Exercise brief: Copy every line of the data in which the word "PerformanceSlice" occurs.
>>>
//! JSON shapes returned by the dashboard routes.

use serde::Serialize;

use crate::campaign_actor::{CampaignTotals, GroupTotals};
use crate::metrics::{self, round2, DerivedMetrics};

/// Slice colours for the campaign-performance pie chart, reused cyclically.
pub const PERFORMANCE_PALETTE: [&str; 5] = ["#8884d8", "#82ca9d", "#ffc658", "#ff7c7c", "#8dd1e1"];

#[derive(Debug, Clone, PartialEq, Serialize)]
pub struct CampaignRow {
    pub campaign_name: String,
    pub cost: f64,
    pub sale_amount: f64,
    pub impressions: i64,
    pub clicks: i64,
    pub conversions: i64,
    pub ctr: f64,
    pub cpc: f64,
    pub roas: f64,
}

impl From<GroupTotals> for CampaignRow {
    fn from(g: GroupTotals) -> Self {
        Self {
            ctr: round2(metrics::ctr(g.clicks, g.impressions)),
            cpc: round2(metrics::cpc(g.cost, g.clicks)),
            roas: round2(metrics::roas(g.sale_amount, g.cost)),
            cost: round2(g.cost),
            sale_amount: round2(g.sale_amount),
            campaign_name: g.key,
            impressions: g.impressions,
            clicks: g.clicks,
            conversions: g.conversions,
        }
    }
}

#[derive(Debug, Clone, PartialEq, Serialize)]
pub struct DeviceRow {
    pub device: String,
    pub impressions: i64,
    pub conversions: i64,
}

impl From<GroupTotals> for DeviceRow {
    fn from(g: GroupTotals) -> Self {
        Self {
            device: g.key,
            impressions: g.impressions,
            conversions: g.conversions,
        }
    }
}

#[derive(Debug, Clone, PartialEq, Serialize)]
pub struct KpiPoint {
    pub name: String,
    pub roi: f64,
    pub ctr: f64,
}

impl From<GroupTotals> for KpiPoint {
    fn from(g: GroupTotals) -> Self {
        Self {
            roi: round2(metrics::roi(g.sale_amount, g.cost)),
            ctr: round2(metrics::ctr(g.clicks, g.impressions)),
            name: g.key,
        }
    }
}

#[derive(Debug, Clone, PartialEq, Serialize)]
pub struct PerformanceSlice {
    pub name: String,
    /// Share of the listed campaigns' revenue, in percent.
    pub value: f64,
    pub color: &'static str,
}

/// Turns per-campaign revenue into pie slices that sum to ~100.
pub fn performance_slices(groups: Vec<GroupTotals>) -> Vec<PerformanceSlice> {
    let total: f64 = groups.iter().map(|g| g.sale_amount).sum();
    groups
        .into_iter()
        .enumerate()
        .map(|(i, g)| PerformanceSlice {
            value: if total > 0.0 { round2(g.sale_amount / total * 100.0) } else { 0.0 },
            color: PERFORMANCE_PALETTE[i % PERFORMANCE_PALETTE.len()],
            name: g.key,
        })
        .collect()
}

#[derive(Debug, Clone, PartialEq, Serialize)]
pub struct KpiSummary {
    #[serde(flatten)]
    pub totals: CampaignTotals,
    #[serde(flatten)]
    pub metrics: DerivedMetrics,
}

impl From<CampaignTotals> for KpiSummary {
    fn from(totals: CampaignTotals) -> Self {
        let metrics = DerivedMetrics::compute(
            totals.cost,
            totals.sale_amount,
            totals.impressions,
            totals.clicks,
            totals.conversions,
        )
        .rounded();
        Self { totals, metrics }
    }
}

#[derive(Debug, Clone, PartialEq, Serialize)]
pub struct PlatformRow {
    pub platform: String,
    pub rows: i64,
    pub cost: f64,
    pub sale_amount: f64,
    pub impressions: i64,
    pub clicks: i64,
    pub conversions: i64,
    pub ctr: f64,
    pub roas: f64,
    pub roi: f64,
}

impl From<GroupTotals> for PlatformRow {
    fn from(g: GroupTotals) -> Self {
        Self {
            ctr: round2(metrics::ctr(g.clicks, g.impressions)),
            roas: round2(metrics::roas(g.sale_amount, g.cost)),
            roi: round2(metrics::roi(g.sale_amount, g.cost)),
            cost: round2(g.cost),
            sale_amount: round2(g.sale_amount),
            platform: g.key,
            rows: g.rows,
            impressions: g.impressions,
            clicks: g.clicks,
            conversions: g.conversions,
        }
    }
}

/// Figures reported by `/realTime`.
#[derive(Debug, Clone, PartialEq, Serialize)]
pub struct LiveSnapshot {
    pub total_campaigns: i64,
    pub total_impressions: i64,
    pub avg_ctr: f64,
    pub total_clicks: i64,
    /// Mean conversions per stored row.
    pub avg_conversions: f64,
    pub total_cpc: f64,
}

impl From<&CampaignTotals> for LiveSnapshot {
    fn from(t: &CampaignTotals) -> Self {
        let avg_conversions = if t.rows > 0 {
            t.conversions as f64 / t.rows as f64
        } else {
            0.0
        };
        Self {
            total_campaigns: t.campaigns,
            total_impressions: t.impressions,
            avg_ctr: round2(metrics::ctr(t.clicks, t.impressions)),
            total_clicks: t.clicks,
            avg_conversions: round2(avg_conversions),
            total_cpc: round2(metrics::cpc(t.cost, t.clicks)),
        }
    }
}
<<<
Reply:
pub struct PerformanceSlice {
pub fn performance_slices(groups: Vec<GroupTotals>) -> Vec<PerformanceSlice> {
        .map(|(i, g)| PerformanceSlice {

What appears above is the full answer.